The Season of Impossible

We have one of those messy refrigerators.  Inside and out. You know the kind.  The one with endless notes and random pictures posted on the front.  That’s ours.  The one with a cacophony of food tossed haphazardly in airtight containers on the inside.  That’s ours.

Organized refrigerators are a thing of mystery to me.

Among the disorganized chaos that adorns our fridge hides a quote:  That which is probable and impossible is better than that which is possible and improbable.” – Aristotle

Last night I overheard my husband and a young man trying to come up with what it could mean.

I know what it means.

You see, I’m a dreamer.  I come up with the impossible, and then I think of ways to make it probable.

I’ve lived a lot of dreams and have breathed deep of the impossible.

But I’ve also tasted the bitterness of the improbable becoming possible.

I’ve sat at the deathbed of a cherished friend taking her last cancer-weakened-breath.  Improbable, but possible.

I’ve held the hands of a friend who has lost five babies to miscarriage or still-birth.  Five.  Improbable, but possible.

I navigated am navigating five years of my own unexplained infertility.  Improbable, but possible.

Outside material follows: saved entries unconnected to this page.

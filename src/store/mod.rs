//! The state container: a serialized worker around a pure reducer.
//!
//! This module is the "imperative shell" around the pure core. A [`Store`]
//! owns the current state, applies one action at a time on a dedicated
//! tokio task, and publishes each committed state to subscribers.
//!
//! # Guarantees
//!
//! 1. At most one transition is computed at any instant per store.
//! 2. [`Store::read`] only ever returns a fully committed state.
//! 3. Subscribers are notified after the state is committed, in commit
//!    order, with no gaps.
//! 4. Transitions producing an equal state notify nobody.
//! 5. Follow-up actions run after the transition that emitted them, in
//!    emission order, and see its committed state.

mod container;
mod dispatcher;
mod error;
mod observer;
mod stats;
mod worker;

pub use container::{Phase, Store};
pub use dispatcher::Dispatcher;
pub use error::{StoreError, TransitionFailure};
pub use observer::{CancelHandle, Subscription};
pub use stats::StoreStats;

use crate::core::State;
use observer::Registry;
use stats::Counters;
use std::sync::atomic::AtomicBool;
use std::sync::Arc;
use tokio::sync::watch;
use uuid::Uuid;

/// State shared between store handles and the worker.
pub(crate) struct Shared<S: State> {
    id: Uuid,
    name: String,
    current: watch::Receiver<S>,
    states: Arc<Registry<S>>,
    errors: Arc<Registry<TransitionFailure>>,
    counters: Arc<Counters>,
    applying: AtomicBool,
}
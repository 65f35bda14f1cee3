//! The serialized worker: the only code that mutates a store's state.

use super::dispatcher::Outbox;
use super::error::TransitionFailure;
use super::Shared;
use crate::core::{Action, ReduceError, Reducer, Reduction, State};
use chrono::Utc;
use std::collections::VecDeque;
use std::sync::atomic::Ordering;
use std::sync::Arc;
use tokio::sync::watch;
use tracing::{debug, warn};

pub(crate) struct Worker<S: State, A: Action> {
    pub(crate) shared: Arc<Shared<S>>,
    pub(crate) reducer: Reducer<S, A>,
    pub(crate) current: watch::Sender<S>,
    pub(crate) inbox: Outbox<A>,
    pub(crate) max_follow_ups: usize,
    pub(crate) next_sequence: u64,
}

impl<S: State, A: Action> Worker<S, A> {
    /// Process actions until every `Store` handle is gone and the inbox is
    /// drained.
    pub(crate) async fn run(mut self) {
        debug!("worker started");
        while let Some(action) = self.inbox.recv().await {
            self.process(action);
        }
        debug!("worker stopped");
    }

    /// Apply one inbox action and the whole chain of follow-ups it causes.
    ///
    /// Follow-ups run breadth-first in emission order, before the next inbox
    /// action is taken.
    pub(crate) fn process(&mut self, action: A) {
        let mut pending = VecDeque::from([action]);
        let mut budget = self.max_follow_ups;
        let mut first = true;

        while let Some(action) = pending.pop_front() {
            if !first {
                self.shared.counters.record_follow_ups(1);
            }
            first = false;

            let follow_ups = self.apply(action);
            if follow_ups.len() > budget {
                let dropped = follow_ups.len() + pending.len();
                self.overflow(dropped);
                return;
            }
            budget -= follow_ups.len();
            pending.extend(follow_ups);
        }
    }

    /// One Idle -> Applying -> Idle cycle. Returns the follow-ups to queue.
    fn apply(&mut self, action: A) -> Vec<A> {
        let sequence = self.next_sequence;
        self.next_sequence += 1;
        self.shared.applying.store(true, Ordering::Release);

        let described = format!("{action:?}");
        let result = {
            let current = self.current.borrow();
            self.reducer.reduce(&current, action)
        };

        let follow_ups = match result {
            Ok(Reduction { state, follow_ups }) => {
                self.commit(sequence, state);
                follow_ups
            }
            Err(error) => {
                warn!(sequence, action = %described, %error, "transition failed");
                self.fail(sequence, described, error);
                Vec::new()
            }
        };

        self.shared.applying.store(false, Ordering::Release);
        follow_ups
    }

    fn commit(&self, sequence: u64, state: S) {
        if *self.current.borrow() == state {
            debug!(sequence, "no-op transition suppressed");
            self.shared.counters.record_suppressed();
            return;
        }

        debug!(sequence, ?state, "commit");
        let current = &self.current;
        let counters = &self.shared.counters;
        self.shared.states.publish_after(&state, || {
            current.send_replace(state.clone());
            counters.record_commit(Utc::now());
        });
    }

    fn fail(&self, sequence: u64, action: String, error: ReduceError) {
        self.shared.counters.record_failed();
        self.shared.errors.publish(&TransitionFailure {
            sequence,
            action,
            error,
            failed_at: Utc::now(),
        });
    }

    fn overflow(&self, dropped: usize) {
        let limit = self.max_follow_ups;
        warn!(limit, dropped, "follow-up limit exceeded");
        self.shared.counters.record_dropped_follow_ups(dropped);

        let sequence = self.next_sequence.saturating_sub(1);
        self.fail(
            sequence,
            "<follow-up chain>".to_string(),
            ReduceError::FollowUpLimit { limit },
        );
    }
}

impl<S: State, A: Action> Drop for Worker<S, A> {
    // Also runs when the runtime drops the task without finishing `run`.
    fn drop(&mut self) {
        self.shared.states.close();
        self.shared.errors.close();
    }
}
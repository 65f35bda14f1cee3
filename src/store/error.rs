//! Store error types.

use crate::core::ReduceError;
use chrono::{DateTime, Utc};
use serde::{Deserialize, Serialize};
use thiserror::Error;

/// Errors returned to callers of `dispatch`.
#[derive(Clone, Debug, PartialEq, Eq, Error)]
pub enum StoreError {
    /// The store has been torn down; the action was discarded.
    #[error("Store is closed")]
    Closed,

    /// The bounded inbox is full; the action was rejected.
    #[error("Store inbox is full (capacity {capacity})")]
    QueueFull { capacity: usize },
}

/// A transition that failed, delivered to error subscribers.
///
/// The store's state is unchanged by the failed action.
#[derive(Clone, Debug, PartialEq, Serialize, Deserialize)]
pub struct TransitionFailure {
    /// Position of the failed action in the store's processing order.
    pub sequence: u64,
    /// `Debug` rendering of the action.
    pub action: String,
    pub error: ReduceError,
    pub failed_at: DateTime<Utc>,
}

impl std::fmt::Display for TransitionFailure {
    fn fmt(&self, f: &mut std::fmt::Formatter<'_>) -> std::fmt::Result {
        write!(f, "action #{} ({}) failed: {}", self.sequence, self.action, self.error)
    }
}
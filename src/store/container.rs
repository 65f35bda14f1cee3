//! Store handle.

use super::dispatcher::{self, Dispatcher, Inbox};
use super::error::{StoreError, TransitionFailure};
use super::observer::{Registry, Subscription};
use super::stats::{Counters, StoreStats};
use super::worker::Worker;
use super::Shared;
use crate::builder::{BuildError, StoreBuilder};
use crate::config::StoreConfig;
use crate::core::{Action, Reducer, State};
use std::future::Future;
use std::sync::atomic::{AtomicBool, Ordering};
use std::sync::Arc;
use tokio::runtime::Handle;
use tokio::sync::watch;
use tracing::{info_span, Instrument};
use uuid::Uuid;

/// What the store is doing right now.
#[derive(Clone, Copy, Debug, PartialEq, Eq)]
pub enum Phase {
    /// No transition in flight.
    Idle,
    /// A transition is being computed. `read` still returns the last
    /// committed state.
    Applying,
    /// The worker has exited.
    Closed,
}

/// Serialized, observable state container.
///
/// Cloning a `Store` yields another handle to the same container. The
/// worker finishes queued actions and exits once every handle is dropped.
///
/// # Example
///
/// ```rust
/// use statestore::core::{Reducer, Reduction};
/// use statestore::Store;
///
/// #[derive(Clone, PartialEq, Debug)]
/// struct Counter { count: u64 }
///
/// #[derive(Debug)]
/// enum CounterAction { Increment }
///
/// # #[tokio::main(flavor = "current_thread")]
/// # async fn main() {
/// let reducer = Reducer::infallible(|state: &Counter, action| match action {
///     CounterAction::Increment => Reduction::new(Counter { count: state.count + 1 }),
/// });
/// let store = Store::new(Counter { count: 0 }, reducer).unwrap();
///
/// store.dispatch(CounterAction::Increment).unwrap();
/// let state = store.wait_for(|s| s.count == 1).await.unwrap();
/// assert_eq!(state, Counter { count: 1 });
/// assert_eq!(store.read(), Counter { count: 1 });
/// # }
/// ```
pub struct Store<S: State, A: Action> {
    shared: Arc<Shared<S>>,
    inbox: Inbox<A>,
}

impl<S: State, A: Action> Store<S, A> {
    /// Create a store with default configuration on the current tokio
    /// runtime.
    pub fn new(initial: S, reducer: Reducer<S, A>) -> Result<Self, BuildError> {
        StoreBuilder::new().initial(initial).reducer(reducer).build()
    }

    /// Start a builder for a configured store.
    pub fn builder() -> StoreBuilder<S, A> {
        StoreBuilder::new()
    }

    pub(crate) fn spawn(
        initial: S,
        reducer: Reducer<S, A>,
        config: StoreConfig,
        runtime: &Handle,
    ) -> Self {
        let id = Uuid::new_v4();
        let (current_tx, current_rx) = watch::channel(initial);
        let (inbox, outbox) = dispatcher::inbox(config.capacity);

        let shared = Arc::new(Shared {
            id,
            name: config.name,
            current: current_rx,
            states: Registry::new(),
            errors: Registry::new(),
            counters: Arc::new(Counters::default()),
            applying: AtomicBool::new(false),
        });

        let span = info_span!("store", name = %shared.name, %id);
        let worker = Worker {
            shared: Arc::clone(&shared),
            reducer,
            current: current_tx,
            inbox: outbox,
            max_follow_ups: config.max_follow_ups,
            next_sequence: 0,
        };
        runtime.spawn(worker.run().instrument(span));

        Self { shared, inbox }
    }

    /// The most recently committed state.
    pub fn read(&self) -> S {
        self.shared.current.borrow().clone()
    }

    /// Enqueue `action` and return immediately.
    ///
    /// Actions from one caller are applied in the order they were
    /// dispatched. Fails only if the store is closed or a bounded inbox is
    /// full.
    pub fn dispatch(&self, action: A) -> Result<(), StoreError> {
        dispatcher::send(&self.inbox, &self.shared.counters, action)
    }

    /// A dispatch-only capability that does not keep the store alive.
    pub fn dispatcher(&self) -> Dispatcher<A> {
        Dispatcher::new(&self.inbox, Arc::clone(&self.shared.counters))
    }

    /// Observe every state committed after this call.
    pub fn subscribe(&self) -> Subscription<S> {
        self.shared.states.subscribe()
    }

    /// Observe every transition failure after this call.
    pub fn subscribe_errors(&self) -> Subscription<TransitionFailure> {
        self.shared.errors.subscribe()
    }

    /// Resolve with the first state satisfying `predicate`, starting from
    /// the state current at this call and then every later commit in order.
    ///
    /// Commits are tracked from the moment this is called, not from the
    /// first poll, so intermediate states are never skipped. Returns
    /// [`StoreError::Closed`] if the worker exits before the predicate holds.
    pub fn wait_for<F>(&self, mut predicate: F) -> impl Future<Output = Result<S, StoreError>>
    where
        F: FnMut(&S) -> bool,
    {
        let current = &self.shared.current;
        let (mut updates, state) = self
            .shared
            .states
            .subscribe_with(|| current.borrow().clone());

        async move {
            if predicate(&state) {
                return Ok(state);
            }
            while let Some(state) = updates.recv().await {
                if predicate(&state) {
                    return Ok(state);
                }
            }
            Err(StoreError::Closed)
        }
    }

    /// Snapshot of the store's counters.
    pub fn stats(&self) -> StoreStats {
        self.shared.counters.snapshot()
    }

    /// Whether the worker is idle, applying a transition, or gone.
    pub fn phase(&self) -> Phase {
        if self.shared.current.has_changed().is_err() {
            Phase::Closed
        } else if self.shared.applying.load(Ordering::Acquire) {
            Phase::Applying
        } else {
            Phase::Idle
        }
    }

    /// Unique id, also recorded on the store's log span.
    pub fn id(&self) -> Uuid {
        self.shared.id
    }

    /// Configured name, used in log spans.
    pub fn name(&self) -> &str {
        &self.shared.name
    }
}

impl<S: State, A: Action> Clone for Store<S, A> {
    fn clone(&self) -> Self {
        Self {
            shared: Arc::clone(&self.shared),
            inbox: self.inbox.clone(),
        }
    }
}

impl<S: State, A: Action> std::fmt::Debug for Store<S, A> {
    fn fmt(&self, f: &mut std::fmt::Formatter<'_>) -> std::fmt::Result {
        f.debug_struct("Store")
            .field("name", &self.shared.name)
            .field("id", &self.shared.id)
            .field("phase", &self.phase())
            .finish_non_exhaustive()
    }
}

Just this week, my husband’s days have been filled with visits to the hospital bed of a twenty-three year old suddenly struck with a severe auto-immune disease.  Improbable, but possible.

It gets harder and harder to believe in the impossible when you’ve stared into the face of the improbable.

Yet here in this season of Advent, I can’t escape it.

A baby born to save the world.  Impossible.

Death overcome.  Impossible.

Addictions conquered.  Diseases cured.  Marriages restored.  Impossible.

“Family” meaning more than bloodline and skin color.  Impossible.

Being healed by being broken.  Impossible.

Life coming out of death.  Impossible.

God with us.  Impossible.

Yet probable.  Because of a promise. His promise.  THE promise.

That’s what Advent is.  Looking forward to the impossible future because of what happened in the impossible past.  Celebrating the promise that made it all probable.  The promise kept.  The promise yet to be kept.

So this Advent, I’m choosing to let myself dream about the impossible again.  I don’t know if any of my impossibles will become probable.

But ‘tis the season of the impossible.  What’s yours?

One thought on “The Season of Impossible

  1. My impossible would be the healing of a family broken by fear, deception and mental illness. Not a lot of hope in the human factor but my Savior has shown He’s not bound by human constraints. Thank you for the reminder of The Miracle of Jesus.